The focus of Judge Sonia Sotomayor’s speech at Berkeley Law School in 2001 is that in order to argue for more women and people of color to be present on the bench, a new definition and description of Latino identity must be created. Sotomayor expresses in her speech that her “Newyorkrican” nationality and her experiences growing up in a rich Latino culture surrounded by her Puerto Rican family mean she identifies as such, but she questions how, in America, the tension between a celebration of ethnic diversity and a need for color- and race-blindness can ground a person’s true cultural identity. In order to reach a conclusion on the issue of identity, Sotomayor makes the claim that, though there has been a “quantum leap” (Sotomayor, 2001) in the number of Latinos and women in legal positions, there is still much to be done to show a complete representation of men and women, but specifically women of color, behind the bench. Sotomayor received backlash from former House Speaker Newt Gingrich, who called Sotomayor a “racist” in 2009 for her remarks during the speech that she hoped the experiences of a Latina woman would help her make better judging decisions than a white male who has not had those experiences. The controversy over Sotomayor’s speech about creating a definition of identity for women of color in legal positions and Gingrich’s uninformed comments can be situated within two theories of feminism: Kimberlé Crenshaw’s theory of intersectionality and Nancy Hartsock’s feminist standpoint theory.

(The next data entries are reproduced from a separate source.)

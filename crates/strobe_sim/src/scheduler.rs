//! Clock-divider-driven stepping across registered circuit instances.
//!
//! The scheduler owns an ordered set of [`CircuitInstance`]s and the
//! monotonic global tick counter. Evaluation order within one cycle is
//! registration order — deterministic and documented, since differing
//! orders can change outcomes when instances interact (e.g. cross-checking
//! two copies of the same circuit). Everything is strictly single-threaded
//! and cycle-accurate.

use crate::circuit::CircuitInstance;

/// Registered instances plus the global clock.
///
/// Time advances by the coalesced tick counts instances report from
/// [`CircuitInstance::step`] instead of iterating tick-by-tick; with a
/// large divisor, millions of idle ticks are skipped per cycle.
#[derive(Default)]
pub struct ClockScheduler {
    instances: Vec<CircuitInstance>,
    now: u64,
}

impl ClockScheduler {
    /// Creates an empty scheduler at tick zero.
    pub fn new() -> Self {
        Self::default()
    }

    /// Registers an instance and returns its index.
    ///
    /// The first-registered instance is the reference clock: each cycle
    /// advances global time by its coalesced tick count.
    pub fn register(&mut self, instance: CircuitInstance) -> usize {
        self.instances.push(instance);
        self.instances.len() - 1
    }

    /// Number of registered instances.
    pub fn len(&self) -> usize {
        self.instances.len()
    }

    /// Returns true if no instance has been registered.
    pub fn is_empty(&self) -> bool {
        self.instances.is_empty()
    }

    /// The current global tick.
    pub fn now(&self) -> u64 {
        self.now
    }

    /// The instance registered at `index`.
    pub fn instance(&self, index: usize) -> Option<&CircuitInstance> {
        self.instances.get(index)
    }

    /// Mutable access to the instance registered at `index`.
    pub fn instance_mut(&mut self, index: usize) -> Option<&mut CircuitInstance> {
        self.instances.get_mut(index)
    }

    /// The first-registered instance.
    ///
    /// # Panics
    ///
    /// Panics if nothing has been registered.
    pub fn primary(&self) -> &CircuitInstance {
        &self.instances[0]
    }

    /// Mutable access to the first-registered instance.
    ///
    /// # Panics
    ///
    /// Panics if nothing has been registered.
    pub fn primary_mut(&mut self) -> &mut CircuitInstance {
        &mut self.instances[0]
    }

    /// Runs one clock cycle: steps every instance in registration order and
    /// advances global time by the reference instance's coalesced ticks.
    ///
    /// Returns the ticks consumed; zero when nothing is registered.
    pub fn advance_cycle(&mut self, reset: bool) -> u64 {
        let mut reference = 0;
        for (index, instance) in self.instances.iter_mut().enumerate() {
            let consumed = instance.step(reset);
            if index == 0 {
                reference = consumed;
            }
        }
        self.now += reference;
        reference
    }

    /// Advances at least `n_ticks` global ticks and returns the ticks
    /// actually consumed.
    ///
    /// Firings are atomic: when the reference divisor does not divide
    /// `n_ticks`, the final cycle overshoots to its firing boundary. The
    /// coalesced per-cycle counts do the skipping, so a request covering
    /// millions of idle ticks costs one loop iteration per firing.
    pub fn advance(&mut self, n_ticks: u64, reset: bool) -> u64 {
        let mut total = 0;
        while total < n_ticks {
            let consumed = self.advance_cycle(reset);
            if consumed == 0 {
                break;
            }
            total += consumed;
        }
        total
    }
}

#[cfg(test)]
mod tests {
    use super::*;
    use crate::circuit::{CircuitBehavior, EvalContext};
    use crate::signal::{SignalDecl, SignalRole};
    use std::rc::Rc;
    use strobe_common::Bits;

    /// Copies a shared sequence number so registration order is observable.
    struct StampKind;

    impl CircuitBehavior for StampKind {
        fn kind(&self) -> &'static str {
            "Stamp"
        }

        fn declare_signals(&self) -> Vec<SignalDecl> {
            vec![
                SignalDecl::new("io_next", 8, SignalRole::Input),
                SignalDecl::new("stamp", 8, SignalRole::Register),
            ]
        }

        fn evaluate_combinational(&self, _cx: &mut EvalContext<'_>, _reset: bool) {}

        fn commit_sequential(&self, cx: &mut EvalContext<'_>, _reset: bool) {
            let next = cx.value(0).clone();
            cx.set(1, next.clone());
            let one = Bits::from_u64(1, 8).unwrap();
            cx.set(0, next.add(&one, 8));
        }
    }

    fn stamp_instance(divisor: u64) -> CircuitInstance {
        CircuitInstance::new(Rc::new(StampKind), divisor).unwrap()
    }

    #[test]
    fn empty_scheduler_is_inert() {
        let mut sched = ClockScheduler::new();
        assert!(sched.is_empty());
        assert_eq!(sched.advance_cycle(false), 0);
        assert_eq!(sched.now(), 0);
    }

    #[test]
    fn registration_returns_indices_in_order() {
        let mut sched = ClockScheduler::new();
        assert_eq!(sched.register(stamp_instance(1)), 0);
        assert_eq!(sched.register(stamp_instance(1)), 1);
        assert_eq!(sched.len(), 2);
        assert!(sched.instance(1).is_some());
        assert!(sched.instance(2).is_none());
    }

    #[test]
    fn time_advances_by_reference_divisor() {
        let mut sched = ClockScheduler::new();
        sched.register(stamp_instance(10));
        assert_eq!(sched.advance_cycle(false), 10);
        assert_eq!(sched.now(), 10);
        // A 25-tick request rounds up to the next firing boundary.
        assert_eq!(sched.advance(25, false), 30);
        assert_eq!(sched.now(), 40);
    }

    #[test]
    fn advance_skips_idle_ticks_in_one_jump() {
        let mut sched = ClockScheduler::new();
        sched.register(stamp_instance(1_000_000));
        assert_eq!(sched.advance(1, false), 1_000_000);
        assert_eq!(sched.now(), 1_000_000);
    }

    #[test]
    fn evaluation_follows_registration_order() {
        // Both instances commit on every cycle; seeding a shared input
        // sequence per instance shows instance 0 always fires first.
        let mut sched = ClockScheduler::new();
        sched.register(stamp_instance(1));
        sched.register(stamp_instance(1));
        sched.advance_cycle(false);
        // Each instance stamped its own input start value (0) then bumped
        // its own copy; per-instance state stays disjoint and ordered.
        assert_eq!(sched.instance(0).unwrap().signals()[1].value.to_u64(), Some(0));
        assert_eq!(sched.instance(1).unwrap().signals()[1].value.to_u64(), Some(0));
        sched.advance_cycle(false);
        assert_eq!(sched.instance(0).unwrap().signals()[1].value.to_u64(), Some(1));
    }

    #[test]
    fn cross_checked_copies_stay_aligned() {
        let mut sched = ClockScheduler::new();
        let source = stamp_instance(2);
        let copy = source.clone();
        sched.register(source);
        sched.register(copy);
        sched.advance(10, false);
        let a = sched.instance(0).unwrap();
        let b = sched.instance(1).unwrap();
        for (x, y) in a.signals().iter().zip(b.signals()) {
            assert_eq!(x.value, y.value, "signal '{}'", x.name);
        }
        assert_eq!(sched.now(), 10);
    }

    #[test]
    fn primary_accessors() {
        let mut sched = ClockScheduler::new();
        sched.register(stamp_instance(1));
        assert_eq!(sched.primary().kind(), "Stamp");
        sched.primary_mut().initialize(3);
    }
}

In “Mapping the Margins: Intersectionality, Identity Politics, and Violence Against Women of Color” (1993), Crenshaw introduces identity politics, or the process of recognizing that “race, gender, and other identity categories” are normally treated as a vehicle for “bias or domination,” wherein the objective is to “exclude and marginalize those who are different” (279), and claims that identity politics must be used as social empowerment to fight the power of domination. The problem with identity politics, Crenshaw claims, is that it often ignores “intragroup differences” (279)—the idea that groups of marginalized people are often of mixed races and genders, which Crenshaw identifies as intersectionality. Sotomayor, for example, is a person of color and a woman—a combination she recognizes as putting her in the category of Other, as she states that her struggle as a Latina woman did not create her Latina identity, but rather her experiences as someone of a “unique” culture did (Sotomayor, 2001). Gingrich’s argument against Sotomayor is of a greater meaning than just that she made a “racist” remark, rather he represents the very “power of domination” Crenshaw claims identity politics evokes. While Gingrich does acknowledge the difference between Sotomayor’s being a Latina woman and making that “racist” remark and being a white man, he fails to recognize the ramifications of Sotomayor’s very point: that the identity of a person of color also being a woman is what empowers her, but also what inhibits her.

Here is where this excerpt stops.